Collected data entries
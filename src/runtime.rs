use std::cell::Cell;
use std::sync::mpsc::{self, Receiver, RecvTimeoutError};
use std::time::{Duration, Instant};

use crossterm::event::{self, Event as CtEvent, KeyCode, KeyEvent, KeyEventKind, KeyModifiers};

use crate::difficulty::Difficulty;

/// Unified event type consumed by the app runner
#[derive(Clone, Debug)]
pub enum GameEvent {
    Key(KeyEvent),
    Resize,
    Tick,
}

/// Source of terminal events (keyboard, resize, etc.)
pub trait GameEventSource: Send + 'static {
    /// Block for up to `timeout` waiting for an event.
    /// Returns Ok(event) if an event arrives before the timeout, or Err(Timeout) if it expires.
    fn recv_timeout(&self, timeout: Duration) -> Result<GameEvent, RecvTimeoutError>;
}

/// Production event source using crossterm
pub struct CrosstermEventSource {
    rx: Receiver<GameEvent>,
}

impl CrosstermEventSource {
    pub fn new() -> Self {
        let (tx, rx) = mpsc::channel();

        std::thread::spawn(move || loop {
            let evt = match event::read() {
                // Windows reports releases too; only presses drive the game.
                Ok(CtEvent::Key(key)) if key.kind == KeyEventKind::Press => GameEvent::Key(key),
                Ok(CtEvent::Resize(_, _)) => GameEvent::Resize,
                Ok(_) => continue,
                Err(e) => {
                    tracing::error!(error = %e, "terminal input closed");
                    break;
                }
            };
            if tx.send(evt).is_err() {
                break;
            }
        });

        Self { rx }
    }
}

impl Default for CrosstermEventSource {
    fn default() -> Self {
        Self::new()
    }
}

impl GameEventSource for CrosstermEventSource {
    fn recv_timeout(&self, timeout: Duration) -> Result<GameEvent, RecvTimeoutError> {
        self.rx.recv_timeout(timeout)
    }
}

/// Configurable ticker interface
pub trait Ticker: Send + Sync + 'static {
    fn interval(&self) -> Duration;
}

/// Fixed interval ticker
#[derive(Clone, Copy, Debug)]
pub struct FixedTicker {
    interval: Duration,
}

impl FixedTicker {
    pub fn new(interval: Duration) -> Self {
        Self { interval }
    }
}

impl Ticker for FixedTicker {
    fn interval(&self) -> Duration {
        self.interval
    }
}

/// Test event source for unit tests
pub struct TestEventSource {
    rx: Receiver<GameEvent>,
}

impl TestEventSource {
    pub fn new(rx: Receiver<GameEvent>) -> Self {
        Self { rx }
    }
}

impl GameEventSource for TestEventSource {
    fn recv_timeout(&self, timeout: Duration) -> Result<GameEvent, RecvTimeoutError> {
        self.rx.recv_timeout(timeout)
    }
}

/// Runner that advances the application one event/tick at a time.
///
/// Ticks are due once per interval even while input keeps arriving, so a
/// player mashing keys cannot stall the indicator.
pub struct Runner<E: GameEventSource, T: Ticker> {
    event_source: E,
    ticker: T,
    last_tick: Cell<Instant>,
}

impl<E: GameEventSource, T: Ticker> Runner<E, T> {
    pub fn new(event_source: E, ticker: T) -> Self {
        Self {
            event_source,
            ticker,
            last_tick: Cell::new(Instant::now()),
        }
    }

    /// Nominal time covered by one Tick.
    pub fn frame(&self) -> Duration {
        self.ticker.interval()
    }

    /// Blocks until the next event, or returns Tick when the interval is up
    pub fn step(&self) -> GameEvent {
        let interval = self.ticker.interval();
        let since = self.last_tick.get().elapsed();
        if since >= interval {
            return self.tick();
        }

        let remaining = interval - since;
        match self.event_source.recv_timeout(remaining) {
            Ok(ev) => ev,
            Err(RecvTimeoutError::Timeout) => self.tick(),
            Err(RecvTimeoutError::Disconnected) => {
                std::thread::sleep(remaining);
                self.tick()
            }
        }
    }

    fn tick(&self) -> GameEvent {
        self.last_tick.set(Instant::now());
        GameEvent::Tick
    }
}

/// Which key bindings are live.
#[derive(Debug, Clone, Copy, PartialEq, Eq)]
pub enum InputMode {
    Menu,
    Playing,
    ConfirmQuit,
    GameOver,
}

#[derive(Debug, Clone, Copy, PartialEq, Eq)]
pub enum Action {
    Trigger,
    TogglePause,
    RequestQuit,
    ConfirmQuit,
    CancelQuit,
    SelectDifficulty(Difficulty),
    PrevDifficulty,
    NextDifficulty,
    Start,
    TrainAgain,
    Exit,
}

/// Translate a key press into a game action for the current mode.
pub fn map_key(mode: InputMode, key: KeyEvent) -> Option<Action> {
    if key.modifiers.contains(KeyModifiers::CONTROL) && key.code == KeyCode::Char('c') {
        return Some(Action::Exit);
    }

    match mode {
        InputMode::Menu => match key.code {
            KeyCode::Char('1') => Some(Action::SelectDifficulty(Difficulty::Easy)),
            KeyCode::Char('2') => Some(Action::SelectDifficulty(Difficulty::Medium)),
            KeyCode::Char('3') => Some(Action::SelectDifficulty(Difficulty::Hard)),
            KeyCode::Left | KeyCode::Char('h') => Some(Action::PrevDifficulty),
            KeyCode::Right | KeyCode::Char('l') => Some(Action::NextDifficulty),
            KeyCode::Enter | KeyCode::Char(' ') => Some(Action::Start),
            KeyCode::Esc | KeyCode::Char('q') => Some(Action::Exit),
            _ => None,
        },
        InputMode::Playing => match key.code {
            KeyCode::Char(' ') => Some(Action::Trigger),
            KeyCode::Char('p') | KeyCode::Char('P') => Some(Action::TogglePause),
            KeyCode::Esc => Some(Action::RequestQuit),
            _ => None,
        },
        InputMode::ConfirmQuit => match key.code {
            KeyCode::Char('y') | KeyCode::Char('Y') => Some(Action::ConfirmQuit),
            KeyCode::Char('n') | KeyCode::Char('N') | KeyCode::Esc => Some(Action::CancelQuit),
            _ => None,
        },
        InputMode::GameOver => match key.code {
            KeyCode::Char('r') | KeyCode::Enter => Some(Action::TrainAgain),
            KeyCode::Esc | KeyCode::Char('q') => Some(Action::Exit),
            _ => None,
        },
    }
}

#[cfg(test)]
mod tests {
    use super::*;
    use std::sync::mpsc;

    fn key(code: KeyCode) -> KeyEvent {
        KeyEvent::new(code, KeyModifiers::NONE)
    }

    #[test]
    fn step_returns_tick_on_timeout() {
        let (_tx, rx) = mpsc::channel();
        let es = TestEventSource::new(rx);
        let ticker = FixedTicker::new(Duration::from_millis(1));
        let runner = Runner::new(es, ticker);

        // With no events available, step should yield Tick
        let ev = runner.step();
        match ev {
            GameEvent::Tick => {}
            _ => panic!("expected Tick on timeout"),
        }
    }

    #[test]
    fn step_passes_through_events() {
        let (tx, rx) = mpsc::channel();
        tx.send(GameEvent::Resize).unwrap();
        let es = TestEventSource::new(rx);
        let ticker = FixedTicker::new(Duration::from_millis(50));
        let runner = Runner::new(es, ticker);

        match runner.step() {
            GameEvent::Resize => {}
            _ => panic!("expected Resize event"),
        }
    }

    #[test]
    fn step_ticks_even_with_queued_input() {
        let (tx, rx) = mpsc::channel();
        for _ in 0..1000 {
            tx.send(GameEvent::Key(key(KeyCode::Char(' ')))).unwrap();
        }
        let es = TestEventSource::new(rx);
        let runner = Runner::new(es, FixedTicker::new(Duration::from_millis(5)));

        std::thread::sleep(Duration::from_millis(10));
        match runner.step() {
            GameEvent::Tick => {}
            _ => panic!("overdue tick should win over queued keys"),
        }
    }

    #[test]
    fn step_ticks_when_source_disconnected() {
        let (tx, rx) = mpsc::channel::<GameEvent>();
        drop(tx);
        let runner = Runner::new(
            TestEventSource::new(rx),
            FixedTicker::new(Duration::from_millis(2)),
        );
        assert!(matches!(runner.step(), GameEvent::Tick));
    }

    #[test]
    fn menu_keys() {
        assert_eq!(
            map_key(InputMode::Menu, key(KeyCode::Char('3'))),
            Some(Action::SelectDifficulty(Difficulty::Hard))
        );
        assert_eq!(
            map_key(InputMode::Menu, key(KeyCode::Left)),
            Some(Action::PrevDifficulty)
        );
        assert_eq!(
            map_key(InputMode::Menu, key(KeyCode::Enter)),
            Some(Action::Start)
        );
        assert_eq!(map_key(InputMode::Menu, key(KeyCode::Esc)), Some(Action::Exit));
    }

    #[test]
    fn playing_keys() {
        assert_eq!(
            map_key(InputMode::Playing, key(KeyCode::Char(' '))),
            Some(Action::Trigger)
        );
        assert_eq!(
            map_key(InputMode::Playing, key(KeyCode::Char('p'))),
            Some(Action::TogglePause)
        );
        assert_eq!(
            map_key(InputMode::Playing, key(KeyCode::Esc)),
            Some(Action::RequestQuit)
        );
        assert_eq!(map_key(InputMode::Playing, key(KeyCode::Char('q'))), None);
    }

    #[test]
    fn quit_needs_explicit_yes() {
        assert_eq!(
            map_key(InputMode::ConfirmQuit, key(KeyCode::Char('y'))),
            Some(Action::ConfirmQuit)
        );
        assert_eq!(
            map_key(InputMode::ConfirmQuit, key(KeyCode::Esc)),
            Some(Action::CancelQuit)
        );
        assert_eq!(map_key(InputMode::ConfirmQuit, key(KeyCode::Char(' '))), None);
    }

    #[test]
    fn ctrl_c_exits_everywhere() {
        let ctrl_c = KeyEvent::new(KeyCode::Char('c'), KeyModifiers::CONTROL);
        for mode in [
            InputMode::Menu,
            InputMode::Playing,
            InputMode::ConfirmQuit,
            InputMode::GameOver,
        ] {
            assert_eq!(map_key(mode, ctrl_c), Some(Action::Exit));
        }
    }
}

---

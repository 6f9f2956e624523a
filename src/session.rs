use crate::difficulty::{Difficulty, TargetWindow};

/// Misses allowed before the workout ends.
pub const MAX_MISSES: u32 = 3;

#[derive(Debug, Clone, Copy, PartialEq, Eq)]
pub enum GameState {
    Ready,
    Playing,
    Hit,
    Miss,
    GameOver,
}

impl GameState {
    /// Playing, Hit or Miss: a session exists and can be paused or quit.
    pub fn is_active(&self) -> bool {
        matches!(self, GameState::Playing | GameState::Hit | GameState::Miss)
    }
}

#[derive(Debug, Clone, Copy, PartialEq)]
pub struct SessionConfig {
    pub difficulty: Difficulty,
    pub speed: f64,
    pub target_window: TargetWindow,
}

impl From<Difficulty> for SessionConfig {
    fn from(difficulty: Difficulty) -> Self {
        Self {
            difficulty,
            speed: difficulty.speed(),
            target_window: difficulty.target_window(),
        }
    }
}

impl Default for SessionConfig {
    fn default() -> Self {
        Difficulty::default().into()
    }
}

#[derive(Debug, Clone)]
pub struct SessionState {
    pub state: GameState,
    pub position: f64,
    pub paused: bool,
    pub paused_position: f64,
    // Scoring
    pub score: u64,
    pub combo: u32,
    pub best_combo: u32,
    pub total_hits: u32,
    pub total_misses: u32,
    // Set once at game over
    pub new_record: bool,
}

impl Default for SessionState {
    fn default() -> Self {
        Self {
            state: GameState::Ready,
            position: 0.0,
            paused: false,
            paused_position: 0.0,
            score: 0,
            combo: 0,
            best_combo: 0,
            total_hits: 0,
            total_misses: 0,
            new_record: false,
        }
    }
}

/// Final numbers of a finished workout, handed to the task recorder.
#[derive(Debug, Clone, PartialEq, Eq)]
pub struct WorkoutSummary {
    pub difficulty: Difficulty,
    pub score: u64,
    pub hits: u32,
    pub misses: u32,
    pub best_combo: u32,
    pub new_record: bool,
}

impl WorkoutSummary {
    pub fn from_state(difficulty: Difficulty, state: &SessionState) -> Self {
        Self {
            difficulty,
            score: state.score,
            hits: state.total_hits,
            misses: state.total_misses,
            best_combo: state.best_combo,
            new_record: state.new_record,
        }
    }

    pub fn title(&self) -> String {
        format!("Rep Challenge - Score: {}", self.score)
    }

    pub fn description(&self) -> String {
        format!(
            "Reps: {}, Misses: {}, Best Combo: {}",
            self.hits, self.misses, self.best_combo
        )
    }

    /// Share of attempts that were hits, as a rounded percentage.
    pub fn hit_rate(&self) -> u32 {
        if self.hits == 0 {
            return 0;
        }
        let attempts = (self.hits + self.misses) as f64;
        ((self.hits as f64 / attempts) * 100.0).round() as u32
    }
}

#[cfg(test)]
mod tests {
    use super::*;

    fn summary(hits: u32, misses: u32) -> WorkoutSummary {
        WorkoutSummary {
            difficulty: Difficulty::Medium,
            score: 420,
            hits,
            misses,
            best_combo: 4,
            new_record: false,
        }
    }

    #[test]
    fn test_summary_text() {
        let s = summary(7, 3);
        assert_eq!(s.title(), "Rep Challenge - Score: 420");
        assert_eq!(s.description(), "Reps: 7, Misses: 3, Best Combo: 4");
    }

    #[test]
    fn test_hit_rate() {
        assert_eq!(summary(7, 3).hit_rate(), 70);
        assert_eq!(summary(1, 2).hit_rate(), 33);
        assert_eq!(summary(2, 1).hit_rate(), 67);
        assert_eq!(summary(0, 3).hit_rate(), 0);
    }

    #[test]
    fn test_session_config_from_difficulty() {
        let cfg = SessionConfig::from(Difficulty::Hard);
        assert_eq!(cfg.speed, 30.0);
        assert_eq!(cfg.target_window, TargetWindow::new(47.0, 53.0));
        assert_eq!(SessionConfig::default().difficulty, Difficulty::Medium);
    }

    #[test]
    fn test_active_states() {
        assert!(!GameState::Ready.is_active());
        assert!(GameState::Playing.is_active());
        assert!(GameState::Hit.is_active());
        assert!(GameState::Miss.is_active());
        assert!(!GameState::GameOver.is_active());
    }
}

• [What this task involves]: Show all lines in the records above that hold "matches".

• [Output]:
        assert!(matches!(runner.step(), GameEvent::Tick));
        matches!(self, GameState::Playing | GameState::Hit | GameState::Miss)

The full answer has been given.